Just install this snapshot and make a new cryogen project like I described. If you output the contents of :pages
then you'll see the problem.
I've a public example here: https://github.com/DomainDrivenArchitecture/LearningCryogeneGen/invitations - with your described scenario working.
Tomorrow I will take a close look at your example in order to find the relevant diff ...
okay got it. your pages are:
1.md
1/11.md
about.md
another-page.md
which results in
So that's seems to be okay to me?
Ah my mistake, it's hard to parse all that text. That's fine then. I'll take a look at your fix for the first issue.
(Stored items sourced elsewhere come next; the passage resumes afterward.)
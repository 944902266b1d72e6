//! Skill tokenization: text in, canonical skill tokens out

use crate::processing::normalize::{is_numeric, normalize_word, strip_trailing_punctuation};
use crate::processing::phrase::PhraseSet;
use crate::taxonomy::Taxonomy;
use log::debug;
use regex::Regex;
use serde::{Deserialize, Serialize};
use std::collections::HashSet;
use std::sync::Arc;
use unicode_segmentation::UnicodeSegmentation;
use whatlang::Lang;

pub const DEFAULT_LANGUAGE: &str = "en";

/// Short tokens that survive the minimum-length filter.
pub const DEFAULT_SHORT_TOKENS: &[&str] = &["go", "r", "c", "c#", "c++"];

/// Words that show up in every job posting and never denote a skill.
const NOISE_TERMS: &[&str] = &[
    "experience", "years", "year", "education", "degree", "bachelor", "master", "phd",
    "responsibilities", "requirements", "skills", "technologies", "stack", "tools",
    "benefits", "perks", "culture", "opportunity", "position", "role", "candidate",
    "company", "environment", "team", "work", "working", "projects", "project",
    "preferred", "required", "knowledge", "familiarity", "understanding",
    "junior", "senior", "entry", "mid", "expert",
];

const MIN_TOKEN_LENGTH: usize = 3;

#[derive(Debug, Clone, Serialize, Deserialize)]
pub struct TokenizerOptions {
    pub short_token_allowlist: Vec<String>,
    pub default_language: String,
}

impl Default for TokenizerOptions {
    fn default() -> Self {
        Self {
            short_token_allowlist: DEFAULT_SHORT_TOKENS.iter().map(|s| s.to_string()).collect(),
            default_language: DEFAULT_LANGUAGE.to_string(),
        }
    }
}

/// Canonical skill tokens of one document, duplicates preserved.
#[derive(Debug, Clone, PartialEq, Eq, Serialize, Deserialize)]
pub struct TokenSequence {
    pub tokens: Vec<String>,
    pub language: String,
}

impl TokenSequence {
    pub fn is_empty(&self) -> bool {
        self.tokens.is_empty()
    }

    pub fn len(&self) -> usize {
        self.tokens.len()
    }
}

pub struct Tokenizer {
    taxonomy: Arc<Taxonomy>,
    phrases: PhraseSet,
    word_regex: Regex,
    noise_terms: HashSet<&'static str>,
    short_tokens: HashSet<String>,
    default_language: String,
}

impl Tokenizer {
    pub fn new(taxonomy: Arc<Taxonomy>) -> Self {
        Self::with_options(taxonomy, TokenizerOptions::default())
    }

    pub fn with_options(taxonomy: Arc<Taxonomy>, options: TokenizerOptions) -> Self {
        let phrases = PhraseSet::compile(&taxonomy);

        // Letters, digits and the symbols that keep "c#", "c++", "node.js" whole
        let word_regex = Regex::new(r"[\p{L}\p{N}#+.]+").expect("Invalid word regex");

        let short_tokens = options
            .short_token_allowlist
            .iter()
            .map(|t| normalize_word(t))
            .filter(|t| !t.is_empty())
            .collect();

        Self {
            taxonomy,
            phrases,
            word_regex,
            noise_terms: NOISE_TERMS.iter().copied().collect(),
            short_tokens,
            default_language: options.default_language,
        }
    }

    pub fn taxonomy(&self) -> &Taxonomy {
        &self.taxonomy
    }

    pub fn phrases(&self) -> &PhraseSet {
        &self.phrases
    }

    /// Tokenize a document into canonical skills. Phrase-derived tokens come
    /// first in text order, followed by single-word tokens in text order.
    pub fn tokenize(&self, text: &str, language: Option<&str>) -> TokenSequence {
        let language = match language {
            Some(lang) => lang.to_string(),
            None => self.detect_language(text),
        };

        if text.trim().is_empty() {
            return TokenSequence {
                tokens: Vec::new(),
                language,
            };
        }

        let normalized = normalize_word(text);
        let replaced = self.phrases.apply(&normalized);
        let (phrase_tokens, residual) = self.phrases.extract(&replaced);

        // Phrase matches are explicit taxonomy entries, so the length filter
        // only applies to single words.
        let mut tokens: Vec<String> = phrase_tokens
            .into_iter()
            .filter(|t| self.taxonomy.is_canonical(t))
            .collect();

        for raw in self.word_regex.find_iter(&residual) {
            if let Some(canonical) = self.canonicalize_token(raw.as_str()) {
                tokens.push(canonical.to_string());
            }
        }

        debug!("Tokenized {} characters into {} skill tokens", text.len(), tokens.len());

        TokenSequence { tokens, language }
    }

    /// Resolve one raw token to its canonical skill, if it is one.
    pub fn canonicalize_token<'a>(&'a self, raw: &str) -> Option<&'a str> {
        let token = normalize_word(strip_trailing_punctuation(raw));
        if token.is_empty() || self.noise_terms.contains(token.as_str()) || is_numeric(&token) {
            return None;
        }
        let canonical = self.taxonomy.resolve(&token)?;
        self.is_admissible(canonical).then_some(canonical)
    }

    /// A canonical skill is emitted unless it is too short and not allow-listed.
    fn is_admissible(&self, canonical: &str) -> bool {
        if !self.taxonomy.is_canonical(canonical) {
            return false;
        }
        canonical.graphemes(true).count() >= MIN_TOKEN_LENGTH || self.short_tokens.contains(canonical)
    }

    /// Best-effort language tag. Advisory only; never changes tokenization.
    pub fn detect_language(&self, text: &str) -> String {
        if text.trim().is_empty() {
            return self.default_language.clone();
        }
        match whatlang::detect(text) {
            Some(info) => language_tag(info.lang()),
            None => self.default_language.clone(),
        }
    }
}

/// Two-letter tags for common languages, ISO 639-3 for the rest.
fn language_tag(lang: Lang) -> String {
    let tag = match lang {
        Lang::Eng => "en",
        Lang::Deu => "de",
        Lang::Fra => "fr",
        Lang::Spa => "es",
        Lang::Ita => "it",
        Lang::Por => "pt",
        Lang::Nld => "nl",
        Lang::Pol => "pl",
        Lang::Rus => "ru",
        Lang::Ukr => "uk",
        Lang::Tur => "tr",
        Lang::Swe => "sv",
        Lang::Dan => "da",
        Lang::Fin => "fi",
        Lang::Ces => "cs",
        Lang::Jpn => "ja",
        Lang::Cmn => "zh",
        Lang::Kor => "ko",
        Lang::Ara => "ar",
        Lang::Hin => "hi",
        other => other.code(),
    };
    tag.to_string()
}

#[cfg(test)]
mod tests {
    use super::*;

    fn tokenizer() -> Tokenizer {
        let taxonomy = Taxonomy::from_json_str(
            r#"{
                "languages": {
                    "skills": ["python", "go", "rust", "c#", "c++", "r", "javascript", "ai"],
                    "aliases": { "golang": "go", "js": "javascript", "py": "python" }
                },
                "web": {
                    "skills": ["node.js", "react"],
                    "aliases": { "reactjs": "react" }
                },
                "data_science_ml": {
                    "skills": ["ml", "mle"],
                    "aliases": {
                        "machine learning": "ml",
                        "machine learning engineer": "mle"
                    }
                },
                "noise": { "skills": ["team", "2024"] }
            }"#,
        )
        .unwrap();
        Tokenizer::new(Arc::new(taxonomy))
    }

    fn tokens(text: &str) -> Vec<String> {
        tokenizer().tokenize(text, Some("en")).tokens
    }

    #[test]
    fn test_scenario_tokens() {
        assert_eq!(tokens("I use Python and Go daily"), vec!["python", "go"]);
        assert_eq!(tokens("Looking for Rust and Python expert"), vec!["rust", "python"]);
    }

    #[test]
    fn test_alias_resolution() {
        assert_eq!(tokens("Golang"), vec!["go"]);
        assert_eq!(tokens("js"), vec!["javascript"]);
        assert_eq!(tokens("ReactJS."), vec!["react"]);
    }

    #[test]
    fn test_symbol_tokens_survive() {
        assert_eq!(tokens("C#, C++ and Node.js."), vec!["node.js", "c#", "c++"]);
        assert_eq!(tokens("stats in R"), vec!["r"]);
    }

    #[test]
    fn test_longest_match_precedence() {
        assert_eq!(tokens("machine learning engineer"), vec!["mle"]);
        assert_eq!(tokens("machine-learning"), vec!["ml"]);
    }

    #[test]
    fn test_noise_numeric_and_short_filtered() {
        // "team" and "2024" are registered skills but never emitted
        assert!(tokens("team of 2024 engineers").is_empty());
        // "ai" is canonical but short and not allow-listed
        assert!(tokens("AI research").is_empty());
    }

    #[test]
    fn test_overlapping_aliases_keep_longest_skill() {
        let taxonomy = Taxonomy::from_json_str(
            r#"{
                "ci_cd_tooling": {
                    "skills": ["ci/cd", "continuous deployment"],
                    "aliases": {
                        "continuous delivery": "ci/cd",
                        "cd pipeline": "continuous deployment"
                    }
                }
            }"#,
        )
        .unwrap();
        let tokenizer = Tokenizer::new(Arc::new(taxonomy));

        let sequence = tokenizer.tokenize("Continuous delivery pipeline", Some("en"));
        assert_eq!(sequence.tokens, vec!["ci/cd"]);
    }

    #[test]
    fn test_phrase_tokens_come_first() {
        assert_eq!(
            tokens("Python for machine learning"),
            vec!["ml".to_string(), "python".to_string()]
        );
    }

    #[test]
    fn test_empty_input() {
        let tokenizer = tokenizer();
        let sequence = tokenizer.tokenize("   \n\t", None);

        assert!(sequence.is_empty());
        assert_eq!(sequence.language, DEFAULT_LANGUAGE);
    }

    #[test]
    fn test_language_hint_is_kept() {
        let sequence = tokenizer().tokenize("Python", Some("de"));
        assert_eq!(sequence.language, "de");
    }

    #[test]
    fn test_language_detection() {
        let tokenizer = tokenizer();
        let english = "We are looking for an engineer who enjoys building reliable backend services \
                       and writing clear documentation for the rest of the organisation.";
        assert_eq!(tokenizer.detect_language(english), "en");
    }
}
The compiler does not output any pages if you set the :page-model
to :hierarchic
. I have the same setup as before:
1.md
1/11.md
about.md
another-page.md
In order to debug your case - can u provide the pages & config.edn to me?
You can overwrite my example - I invited you as contributor here: https://github.com/DomainDrivenArchitecture/LearningCryogeneGen/invitations - but providing an archive of your pages is also fine to me ...
I said my setup is the same as before. Just refer to my previous comment.
tried out your layout here: https://github.com/DomainDrivenArchitecture/LearningCryogeneGen
For me this works , so I can not reproduce your error. Maybe I've other configuration settings or there are other differences? If you find the difference, I will continue investigation ...
How will you go on with this pull request? I can not reproduce your issue ... so I've no idea what can be the next step ...
We seem to have hierarchical pages now, I use it in 0.1.64 (example). Is there some element of this ticket that isn't covered? Forgive my lack of deep comprehension of this thread; I read it a while back, around 0.1.60. I can invest the time to understand if there's something to do in addition to what's been done--I see other seemingly stale tickets.
@harlanji
Is there some element of this ticket that isn't covered?
I don't think so, new tickets can be opened if there's something lacking.
is there some doc how this works now?
Navmap will allow nested navigation for pages. To
{:navmap? true}
to pages meta.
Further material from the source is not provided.